Politik Akrobatik Pilgub DKI


          Tak bisa dipungkiri, Pilgub DKI Jakarta adalah pilkada 2017 yang “terseksi”. Terseksi dalam pengertian banyak menarik perhatian publik. Tak hanya di Jakarta, khalayak ramai dalam kurun waktu cukup lama memperbincangkannya. Dari sekian banyak tema, saya ingin melihatnya dari sisi politik. Saya menyebutnya sebagai politik akrobatik.
          Dalam Kamus Besar Bahasa Indonesia, akrobat diartikan sebagai kemahiran dalam melakukan berbagai ketangkasan (seperti berjalan di atas tali, naik sepeda beroda satu, menerbangkan pesawat udara). Akrobatik dalam wikipedia.org dimaknai  sebagai penampilan luar biasa yang melibatkan keseimbangan, ketangkasan, dan koordinasi motorik.

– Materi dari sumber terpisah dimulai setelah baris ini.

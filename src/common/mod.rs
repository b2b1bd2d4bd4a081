// Common utilities and shared types used across the application

pub mod constants;
pub mod error;
pub mod types;

pub use error::{AgendaError, Result};
pub use types::{NormalizedEvent, RawEvent, Shape};
//! Feed ingestion, per-record processing and document output.

pub mod ingestion;
pub mod output;
pub mod processing;
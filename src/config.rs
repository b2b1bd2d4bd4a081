use std::fs;
use std::path::{Path, PathBuf};

use serde::Deserialize;

use crate::common::constants::{DEFAULT_FEED_URL, DEFAULT_OUTPUT_DIR, EVENTS_V1_FILE, EVENTS_V2_FILE};
use crate::common::error::{AgendaError, Result};
use crate::pipeline::processing::GroupingPolicy;

/// Config file looked up in the working directory
pub const CONFIG_FILE: &str = "agenda.toml";

#[derive(Debug, Clone, Default, PartialEq, Deserialize)]
#[serde(default)]
pub struct AgendaConfig {
    pub feed: FeedConfig,
    pub output: OutputConfig,
    pub grouping: GroupingPolicy,
    pub logging: LoggingConfig,
}

#[derive(Debug, Clone, PartialEq, Deserialize)]
#[serde(default)]
pub struct FeedConfig {
    pub url: String,
}

impl Default for FeedConfig {
    fn default() -> Self {
        Self {
            url: DEFAULT_FEED_URL.to_string(),
        }
    }
}

#[derive(Debug, Clone, PartialEq, Deserialize)]
#[serde(default)]
pub struct OutputConfig {
    pub dir: PathBuf,
    pub v1_file: String,
    pub v2_file: String,
}

impl Default for OutputConfig {
    fn default() -> Self {
        Self {
            dir: PathBuf::from(DEFAULT_OUTPUT_DIR),
            v1_file: EVENTS_V1_FILE.to_string(),
            v2_file: EVENTS_V2_FILE.to_string(),
        }
    }
}

#[derive(Debug, Clone, Default, PartialEq, Deserialize)]
#[serde(default)]
pub struct LoggingConfig {
    /// Directory for the JSON log file; console only when unset
    pub dir: Option<PathBuf>,
}

impl AgendaConfig {
    /// Load `agenda.toml` from the working directory, or defaults if absent.
    pub fn load() -> Result<Self> {
        Self::load_from(CONFIG_FILE)
    }

    pub fn load_from(path: impl AsRef<Path>) -> Result<Self> {
        let path = path.as_ref();
        if !path.exists() {
            return Ok(Self::default());
        }
        let content = fs::read_to_string(path).map_err(|e| {
            AgendaError::Config(format!("Failed to read config file '{}': {}", path.display(), e))
        })?;
        Self::from_toml(&content)
    }

    pub fn from_toml(content: &str) -> Result<Self> {
        let config: AgendaConfig = toml::from_str(content)?;
        config.validate()?;
        Ok(config)
    }

    fn validate(&self) -> Result<()> {
        if self.feed.url.trim().is_empty() {
            return Err(AgendaError::Config("feed.url must not be empty".to_string()));
        }
        if self.output.v1_file.is_empty() || self.output.v2_file.is_empty() {
            return Err(AgendaError::Config("output file names must not be empty".to_string()));
        }
        if self.output.v1_file == self.output.v2_file {
            return Err(AgendaError::Config(
                "output.v1_file and output.v2_file must differ".to_string(),
            ));
        }
        Ok(())
    }
}
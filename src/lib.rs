pub mod common;
pub mod config;
pub mod observability;
pub mod pipeline;

// Application layer and its adapters
pub mod app;
pub mod infra;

Hal ini dapat ditemukan pada banyak seni pertunjukan, acara olahraga, dan seni bela diri.
          Kenapa politik akrobatik? Sebab saya melihat di Pilkada  DKI Jakarta para politisi menampilkan sikap yang tak lazim. Mereka cepat berubah. Mereka menghalalkan segala cara. Merka saling melempar isu, fitnah. Mereka tak pernah lelah menyerang lawan. Di awal, hampir semua politisi menyerang petahana, Basuki Tjahaja Purnama (Ahok). Sampai pada akhirnya membentuk tiga poros yang dikomanandoi tiga tokoh nasional yakni Megawati Soekarno Putri, Prabowo Subianto dan Susilo Bambang Yudhoyona (SBY).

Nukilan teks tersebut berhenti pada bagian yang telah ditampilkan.